The benefits of solar sails could be enormous: Cosmos Studios says the sails could theoretically attain speeds 10 times greater than NASA's Voyager I and II, which travel at 38,000 mph.
The American and European space agencies, and at least one private company, hope that future missions can rely on this high-tech and comparatively low-cost technology.
"If the Planetary Society mission is successful, it will be very useful to NASA," said Hoppy Price, manager of solar sail technology development at the National Aeronautics and Space Administration' Jet Propulsion Laboratory.
Last year, NASA said it wants to launch an interstellar probe powered by space sails by 2010. The sail, spanning 440 yards or twice the diameter of the dome at the Louisiana Superdome, would be the largest spacecraft ever built, the agency said.
Solar-driven spacecraft will be slow to accelerate, but with time should reach velocities that will make travel across great distances possible.

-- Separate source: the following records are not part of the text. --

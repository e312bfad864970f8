//! immersive-style CLI
//!
//! Composes immersive map styles and publishes them to the styles backend.

mod commands;
mod error;
mod runner;

use std::path::PathBuf;

use clap::Parser;

use commands::Commands;
use runner::{CliRunner, RunnerOptions};

#[derive(Parser)]
#[command(name = "immersive-style")]
#[command(version = immersive_style::VERSION)]
#[command(about = "Compose and publish immersive map styles", long_about = None)]
struct Cli {
    /// Workspace root containing styles/, assets/ and out/
    #[arg(long, global = true)]
    root: Option<PathBuf>,

    /// Config file (default: <root>/immersive-style.ini)
    #[arg(long, global = true)]
    config: Option<PathBuf>,

    /// Log at debug level unless RUST_LOG is set
    #[arg(long, global = true)]
    debug: bool,

    /// Only write logs to the log file
    #[arg(long, short, global = true)]
    quiet: bool,

    #[command(subcommand)]
    command: Commands,
}

fn main() {
    let cli = Cli::parse();

    let options = RunnerOptions {
        root: cli.root,
        config: cli.config,
        debug: cli.debug,
        quiet: cli.quiet,
    };

    let result = CliRunner::new(&options).and_then(|runner| commands::run(cli.command, &runner));

    if let Err(e) = result {
        e.exit();
    }
}
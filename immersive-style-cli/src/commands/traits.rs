//! Core traits for the command handler pattern.
//!
//! Handlers depend only on these interfaces, so they can run against mocks.

use std::path::Path;

use crate::error::CliError;
use immersive_style::compose::ComposeReport;
use immersive_style::config::ConfigFile;
use immersive_style::lanes::LaneIconCode;
use immersive_style::upload::{Credentials, UploadReport};

/// Trait for outputting messages to the user.
pub trait Output: Send + Sync {
    /// Print a line of text.
    fn println(&self, message: &str);

    /// Print an empty line.
    fn newline(&self) {
        self.println("");
    }

    /// Print an indented line.
    fn indented(&self, message: &str) {
        self.println(&format!("  {}", message));
    }
}

/// Style operations used by the handlers.
pub trait StyleService: Send + Sync {
    /// Compose `styles/<name>` into `out/<name>`.
    fn compose(&self, name: &str) -> Result<ComposeReport, CliError>;

    /// Upload `out/<name>` to `project_id`.
    fn upload(
        &self,
        name: &str,
        project_id: &str,
        credentials: &Credentials,
    ) -> Result<UploadReport, CliError>;

    /// Direction codes of the lane icons in `dir`.
    fn lane_codes(&self, dir: &Path) -> Result<Vec<LaneIconCode>, CliError>;

    /// Backend credentials from the environment.
    fn credentials(&self) -> Result<Credentials, CliError>;
}

/// Dependencies handed to every command handler.
pub struct CommandContext<'a> {
    pub output: &'a dyn Output,
    pub styles: &'a dyn StyleService,
    pub config: &'a ConfigFile,
}

impl<'a> CommandContext<'a> {
    pub fn new(
        output: &'a dyn Output,
        styles: &'a dyn StyleService,
        config: &'a ConfigFile,
    ) -> Self {
        Self {
            output,
            styles,
            config,
        }
    }
}

/// Trait for command handlers.
pub trait CommandHandler {
    /// The arguments type for this handler.
    type Args;

    /// Execute the command with the given arguments and context.
    fn execute(args: Self::Args, ctx: &CommandContext<'_>) -> Result<(), CliError>;
}
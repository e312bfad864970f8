//! immersive-style - Immersive road layers for map styles
//!
//! This library turns a base map style into an "immersive" style carrying
//! road markings, overpasses and roadbeds, and publishes the result to the
//! styles-editor backend.
//!
//! # Components
//!
//! - [`compose`] - the offline Style Composer: hashes and copies catalog
//!   assets, injects slot layers into the base style, writes `out/<name>/`.
//! - [`upload`] - the online Style Uploader: authenticates, opens an edit
//!   session, uploads new assets, submits and publishes the draft.
//!
//! The two components share nothing but the filesystem layout described by
//! [`layout::StyleLayout`].
//!
//! ```ignore
//! use immersive_style::assets::Sha256Hasher;
//! use immersive_style::catalog::StyleCatalog;
//! use immersive_style::compose::Composer;
//! use immersive_style::layout::StyleLayout;
//!
//! let composer = Composer::new(StyleLayout::new("."), StyleCatalog::immersive(), Sha256Hasher);
//! let report = composer.compose("online")?;
//! println!("{} layers injected", report.injected_layers);
//! ```

pub mod assets;
pub mod catalog;
pub mod compose;
pub mod config;
pub mod lanes;
pub mod layout;
pub mod logging;
pub mod slots;
pub mod style;
pub mod upload;

/// Version of the immersive-style library and CLI.
pub const VERSION: &str = env!("CARGO_PKG_VERSION");
//! Style document model.
//!
//! A style document is a JSON object with an ordered `layers` tree and two
//! asset maps (`icons` and `models`). Only the fields the composer and
//! uploader act on are typed; every other property is carried through
//! verbatim, in its original key order.

mod document;
mod error;

pub use document::{AssetGroup, Layer, StyleDocument, GROUP_LAYER_TYPE, UPLOAD_NAME_PREFIX};
pub use error::StyleError;
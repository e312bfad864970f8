//! The Style Composer.
//!
//! Builds `out/<name>/` from `styles/<name>/`:
//!
//! 1. recreate the output directory with `icons/`, `models/` and `fonts/`
//! 2. copy the source style's fonts, icons and models through verbatim
//! 3. hash and copy the catalog assets, registering them in the document
//! 4. inject the catalog's slot layers
//! 5. write the composed `style.json`
//!
//! Writes are not transactional: a failure leaves whatever was already
//! written in place.

use std::fs;
use std::path::PathBuf;

use thiserror::Error;
use tracing::{debug, info};

use crate::assets::{copy_dir_contents, materialize_assets, AssetError, ContentHasher, MaterializedAsset};
use crate::catalog::StyleCatalog;
use crate::layout::{StyleLayout, FONTS_FOLDER};
use crate::slots::{inject_slots, InjectionCounter, SlotError};
use crate::style::{AssetGroup, StyleDocument, StyleError};

/// Errors from composing a style.
#[derive(Debug, Error)]
pub enum ComposeError {
    #[error(transparent)]
    Style(#[from] StyleError),

    #[error(transparent)]
    Asset(#[from] AssetError),

    #[error(transparent)]
    Slots(#[from] SlotError),
}

impl ComposeError {
    /// Returns true for slot validation failures, false for I/O failures.
    pub fn is_validation(&self) -> bool {
        matches!(self, ComposeError::Slots(_))
    }
}

/// Summary of a compose run.
#[derive(Debug, Clone, PartialEq, Eq)]
pub struct ComposeReport {
    pub style_name: String,
    pub assets: Vec<MaterializedAsset>,
    pub injected_layers: u64,
    pub output: PathBuf,
}

/// Composes immersive styles from a catalog.
pub struct Composer<H> {
    layout: StyleLayout,
    catalog: StyleCatalog,
    hasher: H,
}

impl<H: ContentHasher> Composer<H> {
    pub fn new(layout: StyleLayout, catalog: StyleCatalog, hasher: H) -> Self {
        Self {
            layout,
            catalog,
            hasher,
        }
    }

    pub fn layout(&self) -> &StyleLayout {
        &self.layout
    }

    /// Composes `styles/<style_name>` into `out/<style_name>`.
    pub fn compose(&self, style_name: &str) -> Result<ComposeReport, ComposeError> {
        info!(style = style_name, "Composing style");

        self.prepare_output(style_name)?;

        let mut document = StyleDocument::from_path(&self.layout.source_style(style_name))?;

        let assets = materialize_assets(
            &self.catalog,
            &self.layout,
            style_name,
            &self.hasher,
            &mut document,
        )?;

        let mut counter = InjectionCounter::new();
        let layers = std::mem::take(&mut document.layers);
        document.layers = inject_slots(
            layers,
            &self.catalog.slots,
            self.catalog.roads_group_id.as_deref(),
            &mut counter,
        )?;
        info!(
            slots = self.catalog.slots.len(),
            layers = counter.value(),
            "Slot layers injected"
        );

        let output = self.layout.output_style(style_name);
        document.write_to(&output)?;
        info!(path = %output.display(), "Composed style written");

        Ok(ComposeReport {
            style_name: style_name.to_string(),
            assets,
            injected_layers: counter.value(),
            output,
        })
    }

    fn prepare_output(&self, style_name: &str) -> Result<(), AssetError> {
        let output = self.layout.output_dir(style_name);
        let source = self.layout.source_dir(style_name);

        if output.exists() {
            debug!(path = %output.display(), "Removing previous output");
            fs::remove_dir_all(&output).map_err(|e| AssetError::Directory {
                path: output.clone(),
                source: e,
            })?;
        }

        let fonts = output.join(FONTS_FOLDER);
        fs::create_dir_all(&fonts).map_err(|e| AssetError::Directory {
            path: fonts.clone(),
            source: e,
        })?;
        copy_dir_contents(&source.join(FONTS_FOLDER), &fonts)?;

        for group in AssetGroup::ALL {
            copy_dir_contents(
                &self.layout.source_assets(style_name, group),
                &self.layout.output_assets(style_name, group),
            )?;
        }
        debug!(from = %source.display(), to = %output.display(), "Static folders copied");

        Ok(())
    }
}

"It allows you to travel, come back and go out again because you don't have to refuel," Price said.
The April launch will test the deployment of just two petal-shaped blades of Mylar polyester film. At the end of the brief flight the sail about one-fifth as thick as a garbage bag will fall to Earth.
For the orbital flight later this year, a larger eight-petal design will be launched. Inflatable trusses will pull the sail from a canister and become rigid to support it. Each of the triangular petals can be turned to steer the spacecraft, allowing it to tack like a sailboat.
"The goal is to be the first solar sail flight," said Friedman, executive director of The Planetary Society, a space advocacy group.
The orbiting spacecraft will gradually spiral away from Earth as sunlight pushes on the 720-square-yard sail. The 88-pound craft will carry two cameras and several instruments and should appear in the night sky as a point of light as bright as the full moon.